**WHAT NEEDS TO BE DONE**
From the entries below, tally how many lines contain "Dialect" and report only that figure.

**INPUT DATA**
◆ ◆ ◆

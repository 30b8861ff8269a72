//! Sluice pipeline execution engine
//!
//! - [`engine`]: runs a pipeline's nodes in order and records the execution
//! - [`processor`]: executes one node against the current record set
//! - [`adapter`]: per-connection-type sources and destinations
//! - [`condition`]: the filter condition language
//! - [`crypto`]: encryption of stored connection configs
//! - [`store`]: traits for the stores the engine reads and writes

pub mod adapter;
pub mod condition;
pub mod config;
pub mod crypto;
pub mod engine;
pub mod error;
pub mod inspect;
pub mod memory;
pub mod processor;
pub mod resolve;
pub mod store;
pub mod validation;

pub use config::EngineConfig;
pub use crypto::{CredentialKey, CredentialStore};
pub use engine::PipelineEngine;
pub use inspect::ConnectionInspector;
pub use processor::NodeProcessor;
pub use resolve::ConnectionResolver;
//! Source and destination adapters
//!
//! One adapter per connection type. The [`AdapterRegistry`] is the single
//! place that decides which connection types can be read from or written
//! to; a type with no entry is reported as unsupported by the node processor.

mod database;
mod destination;
mod rest;

pub use database::{DatabaseSource, Dialect};
pub use destination::{AcknowledgeDestination, LocalFileDestination};
pub use rest::{RestSource, normalize_body};

use async_trait::async_trait;
use serde::de::DeserializeOwned;
use serde_json::Value;
use sluice_core::domain::connection::ConnectionType;
use sluice_core::domain::node::Node;
use sluice_core::domain::outcome::DestinationResult;
use sluice_core::domain::record::RecordSet;
use sluice_core::dto::connection::ConnectionTestResult;
use sluice_core::dto::preview::{PreviewRequest, PreviewResponse};
use std::collections::HashMap;
use std::sync::Arc;

use crate::config::EngineConfig;
use crate::error::AdapterError;

/// Decrypted configuration of one connection
///
/// Lives only for the duration of a single adapter call and never prints its
/// contents.
pub struct ConnectionConfig {
    connection_type: ConnectionType,
    value: Value,
}

impl ConnectionConfig {
    pub fn new(connection_type: ConnectionType, value: Value) -> Self {
        Self {
            connection_type,
            value,
        }
    }

    pub fn connection_type(&self) -> ConnectionType {
        self.connection_type
    }

    /// Reads the config as the adapter-specific settings type
    pub fn parse<T: DeserializeOwned>(&self) -> Result<T, AdapterError> {
        T::deserialize(&self.value)
            .map_err(|e| AdapterError::InvalidConnectionConfig(e.to_string()))
    }
}

impl std::fmt::Debug for ConnectionConfig {
    fn fmt(&self, f: &mut std::fmt::Formatter<'_>) -> std::fmt::Result {
        f.debug_struct("ConnectionConfig")
            .field("connection_type", &self.connection_type)
            .field("value", &"[HIDDEN]")
            .finish()
    }
}

/// Reads records from an external system
#[async_trait]
pub trait SourceAdapter: Send + Sync {
    /// Fetches the full record set a source node asks for
    ///
    /// # Arguments
    /// * `connection` - Decrypted config of the node's connection
    /// * `node` - The source node; its config carries query/table/endpoint options
    async fn fetch(
        &self,
        connection: &ConnectionConfig,
        node: &Node,
    ) -> Result<RecordSet, AdapterError>;

    /// Samples at most `limit` records for display
    async fn preview(
        &self,
        connection: &ConnectionConfig,
        request: &PreviewRequest,
        limit: u64,
    ) -> Result<PreviewResponse, AdapterError>;

    /// Checks reachability; failures are reported in the result
    async fn test_connection(&self, connection: &ConnectionConfig) -> ConnectionTestResult;
}

/// Delivers the final record set of a pipeline
#[async_trait]
pub trait DestinationAdapter: Send + Sync {
    async fn write(
        &self,
        connection: &ConnectionConfig,
        node: &Node,
        records: &RecordSet,
    ) -> Result<DestinationResult, AdapterError>;
}

/// Connection type to adapter mapping
#[derive(Clone, Default)]
pub struct AdapterRegistry {
    sources: HashMap<ConnectionType, Arc<dyn SourceAdapter>>,
    destinations: HashMap<ConnectionType, Arc<dyn DestinationAdapter>>,
}

impl AdapterRegistry {
    /// Empty registry; every connection type is unsupported
    pub fn new() -> Self {
        Self::default()
    }

    /// Registry with the built-in database, REST and local file adapters
    pub fn with_defaults(config: &EngineConfig) -> Self {
        let acknowledge: Arc<dyn DestinationAdapter> = Arc::new(AcknowledgeDestination);

        Self::new()
            .with_source(
                ConnectionType::Postgresql,
                Arc::new(DatabaseSource::new(Dialect::Postgres, config)),
            )
            .with_source(
                ConnectionType::Mysql,
                Arc::new(DatabaseSource::new(Dialect::MySql, config)),
            )
            .with_source(ConnectionType::RestApi, Arc::new(RestSource::new(config)))
            .with_destination(ConnectionType::LocalFile, Arc::new(LocalFileDestination))
            .with_destination(ConnectionType::Postgresql, acknowledge.clone())
            .with_destination(ConnectionType::Mysql, acknowledge.clone())
            .with_destination(ConnectionType::RestApi, acknowledge)
    }

    pub fn with_source(
        mut self,
        connection_type: ConnectionType,
        adapter: Arc<dyn SourceAdapter>,
    ) -> Self {
        self.sources.insert(connection_type, adapter);
        self
    }

    pub fn with_destination(
        mut self,
        connection_type: ConnectionType,
        adapter: Arc<dyn DestinationAdapter>,
    ) -> Self {
        self.destinations.insert(connection_type, adapter);
        self
    }

    pub fn source(&self, connection_type: ConnectionType) -> Option<Arc<dyn SourceAdapter>> {
        self.sources.get(&connection_type).cloned()
    }

    pub fn destination(
        &self,
        connection_type: ConnectionType,
    ) -> Option<Arc<dyn DestinationAdapter>> {
        self.destinations.get(&connection_type).cloned()
    }
}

◆ ◆ ◆

**FINISHED EXERCISE**
3